Collected data

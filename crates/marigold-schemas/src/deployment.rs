use chrono::{DateTime, Utc};
use serde::{Deserialize, Serialize};
use uuid::Uuid;

use crate::run::{EmpiricalPolicy, Run};
use crate::schedule::Schedule;
use crate::states::State;

/// One schedule attached to a deployment.
#[derive(Debug, Clone, PartialEq, Serialize, Deserialize)]
pub struct DeploymentSchedule {
  pub id: Uuid,
  pub schedule: Schedule,
  /// Inactive schedules produce no new runs; already created runs stay.
  pub active: bool,
}

impl DeploymentSchedule {
  pub fn new(schedule: Schedule) -> Self {
    Self {
      id: Uuid::new_v4(),
      schedule,
      active: true,
    }
  }
}

/// A flow packaged for repeated execution through a work queue.
#[derive(Debug, Clone, PartialEq, Serialize, Deserialize)]
pub struct Deployment {
  pub id: Uuid,
  pub name: String,
  pub flow_name: String,
  pub work_queue_id: Option<Uuid>,
  #[serde(default)]
  pub paused: bool,
  #[serde(default)]
  pub tags: Vec<String>,
  #[serde(default)]
  pub schedules: Vec<DeploymentSchedule>,
  /// Retry behaviour copied onto every run created from this deployment.
  #[serde(default)]
  pub empirical_policy: EmpiricalPolicy,
  pub created: DateTime<Utc>,
}

impl Deployment {
  pub fn new(name: impl Into<String>, flow_name: impl Into<String>) -> Self {
    Self {
      id: Uuid::new_v4(),
      name: name.into(),
      flow_name: flow_name.into(),
      work_queue_id: None,
      paused: false,
      tags: Vec::new(),
      schedules: Vec::new(),
      empirical_policy: EmpiricalPolicy::default(),
      created: Utc::now(),
    }
  }

  pub fn with_work_queue(mut self, work_queue_id: Uuid) -> Self {
    self.work_queue_id = Some(work_queue_id);
    self
  }

  pub fn with_schedule(mut self, schedule: Schedule) -> Self {
    self.schedules.push(DeploymentSchedule::new(schedule));
    self
  }

  pub fn has_active_schedule(&self) -> bool {
    self.schedules.iter().any(|s| s.active)
  }

  /// The key that makes a scheduled run unique for this deployment.
  pub fn idempotency_key(&self, scheduled_time: DateTime<Utc>) -> String {
    format!("scheduled {} {}", self.id, scheduled_time.to_rfc3339())
  }

  /// Build the SCHEDULED flow run the scheduler inserts for `scheduled_time`.
  pub fn scheduled_run(&self, scheduled_time: DateTime<Utc>) -> Run {
    let mut run = Run::flow(format!(
      "{}-{}",
      self.name,
      scheduled_time.format("%Y%m%d%H%M%S")
    ))
    .with_tags(self.tags.iter().cloned().chain(["auto-scheduled".to_string()]))
    .with_deployment(self.id, self.work_queue_id)
    .with_empirical_policy(self.empirical_policy.clone())
    .with_initial_state(State::scheduled(scheduled_time));
    run.idempotency_key = Some(self.idempotency_key(scheduled_time));
    run.auto_scheduled = true;
    run
  }
}
//! Pausing and resuming flow runs.

use async_trait::async_trait;
use chrono::Duration;
use marigold_schemas::{State, StateType};

use crate::context::OrchestrationContext;
use crate::error::OrchestrationError;
use crate::rule::{OrchestrationRule, RuleScope, StateSet};

/// Validates PAUSED proposals and records their pause key.
pub struct HandlePausingRuns;

#[async_trait]
impl OrchestrationRule for HandlePausingRuns {
  fn name(&self) -> &'static str {
    "HandlePausingRuns"
  }

  fn scope(&self) -> RuleScope {
    RuleScope::transition(StateSet::All, StateSet::Only(&[StateType::Paused]))
  }

  async fn before_transition(
    &mut self,
    ctx: &mut OrchestrationContext,
  ) -> Result<(), OrchestrationError> {
    if ctx.initial_type() != Some(StateType::Running) {
      ctx.abort_transition("Cannot pause runs that are not currently running.");
      return Ok(());
    }

    let reschedule = ctx.proposed_state.state_details.pause_reschedule;
    if reschedule && ctx.run.deployment_id.is_none() {
      ctx.abort_transition(
        "Cannot reschedule a paused run that is not associated with a deployment.",
      );
      return Ok(());
    }

    if let Some(key) = ctx.proposed_state.state_details.pause_key.clone() {
      if ctx.run.empirical_policy.pause_keys.contains(&key) {
        ctx.abort_transition("This pause has already fired.");
        return Ok(());
      }
      ctx.run.empirical_policy.pause_keys.push(key);
    }

    if ctx.proposed_state.state_details.pause_timeout.is_none() {
      let timeout = i64::try_from(ctx.settings().pause_timeout_seconds).unwrap_or(i64::MAX / 1000);
      ctx.proposed_state.state_details.pause_timeout = Some(ctx.now + Duration::seconds(timeout));
    }
    ctx.run.empirical_policy.resuming = false;
    Ok(())
  }
}

/// Enforces pause timeouts and the resume path of a paused run.
pub struct HandleResumingPausedRuns;

#[async_trait]
impl OrchestrationRule for HandleResumingPausedRuns {
  fn name(&self) -> &'static str {
    "HandleResumingPausedRuns"
  }

  fn scope(&self) -> RuleScope {
    RuleScope::transition(
      StateSet::Only(&[StateType::Paused]),
      StateSet::Except(&[StateType::Paused]),
    )
  }

  async fn before_transition(
    &mut self,
    ctx: &mut OrchestrationContext,
  ) -> Result<(), OrchestrationError> {
    // Giving up on a paused run is always allowed.
    if ctx.proposed_state.is_terminal() {
      return Ok(());
    }

    let Some(initial) = ctx.initial_state.clone() else {
      return Ok(());
    };
    let details = &initial.state_details;

    if details.pause_timeout.is_some_and(|timeout| timeout < ctx.now) {
      ctx.reject_transition(
        State::failed("The run was paused and never resumed."),
        "The pause timeout has elapsed.",
      );
      return Ok(());
    }

    let required = if details.pause_reschedule {
      if ctx.run.deployment_id.is_none() {
        ctx.abort_transition(
          "Cannot reschedule a paused run that is not associated with a deployment.",
        );
        return Ok(());
      }
      StateType::Scheduled
    } else {
      StateType::Running
    };

    if ctx.proposed_type() != required {
      ctx.abort_transition(format!(
        "This paused run can only resume to a {} state.",
        required
      ));
      return Ok(());
    }

    ctx.run.empirical_policy.resuming = true;
    ctx
      .parameters
      .insert("resuming".to_string(), serde_json::Value::Bool(true));
    Ok(())
  }
}
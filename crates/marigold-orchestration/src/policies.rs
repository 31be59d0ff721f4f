//! Ordered rule sets for flow runs and task runs.

use std::sync::Arc;

use marigold_schemas::RunKind;

use crate::events::TransitionNotifier;
use crate::rule::OrchestrationRule;
use crate::rules::*;

/// An ordered list of rules, built fresh for one proposal.
pub struct Policy {
  pub rules: Vec<Box<dyn OrchestrationRule>>,
}

impl Policy {
  pub fn new(rules: Vec<Box<dyn OrchestrationRule>>) -> Self {
    Self { rules }
  }

  pub fn names(&self) -> Vec<&'static str> {
    self.rules.iter().map(|r| r.name()).collect()
  }
}

/// Rules governing flow runs.
pub fn flow_policy(notifier: Arc<dyn TransitionNotifier>) -> Policy {
  Policy::new(vec![
    Box::new(InstrumentRunStateTransitions::new(notifier)),
    Box::new(QueueRunNotifications),
    Box::new(HandleTerminalStateTransitions),
    Box::new(EnforceCancellingToCancelledTransition),
    Box::new(PreventPendingTransitions),
    Box::new(EnsureParentTaskIsRunning),
    Box::new(HandlePausingRuns),
    Box::new(HandleResumingPausedRuns),
    Box::new(RetryFailedRuns),
    Box::new(EnsureScheduledTime),
    Box::new(SetRunStateFields),
    Box::new(UpdateRunCounters),
  ])
}

/// Rules governing task runs.
pub fn task_policy(notifier: Arc<dyn TransitionNotifier>) -> Policy {
  Policy::new(vec![
    Box::new(InstrumentRunStateTransitions::new(notifier)),
    Box::new(HandleTerminalStateTransitions),
    Box::new(EnforceCancellingToCancelledTransition),
    Box::new(PreventPendingTransitions),
    Box::new(PreventRunningTasksFromStoppedFlows),
    Box::new(RetrieveCachedState),
    Box::new(SecureTaskConcurrencySlots::default()),
    Box::new(ReleaseTaskConcurrencySlots),
    Box::new(RetryFailedRuns),
    Box::new(InsertCacheExpiration),
    Box::new(EnsureScheduledTime),
    Box::new(SetRunStateFields),
    Box::new(UpdateRunCounters),
  ])
}

/// Rules for the late-run sweep: the guard plus the usual bookkeeping.
pub fn late_runs_policy(notifier: Arc<dyn TransitionNotifier>) -> Policy {
  Policy::new(vec![
    Box::new(InstrumentRunStateTransitions::new(notifier)),
    Box::new(QueueRunNotifications),
    Box::new(EnsureOnlyScheduledRunsMarkedLate),
    Box::new(EnsureScheduledTime),
    Box::new(SetRunStateFields),
    Box::new(UpdateRunCounters),
  ])
}

pub fn policy_for(kind: RunKind, notifier: Arc<dyn TransitionNotifier>) -> Policy {
  match kind {
    RunKind::Flow => flow_policy(notifier),
    RunKind::Task => task_policy(notifier),
  }
}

** Problem statement **
When a line in the data contains the string "Duration", copy that line.

** Solution to the problem **
use chrono::Duration;
      ctx.proposed_state.state_details.pause_timeout = Some(ctx.now + Duration::seconds(timeout));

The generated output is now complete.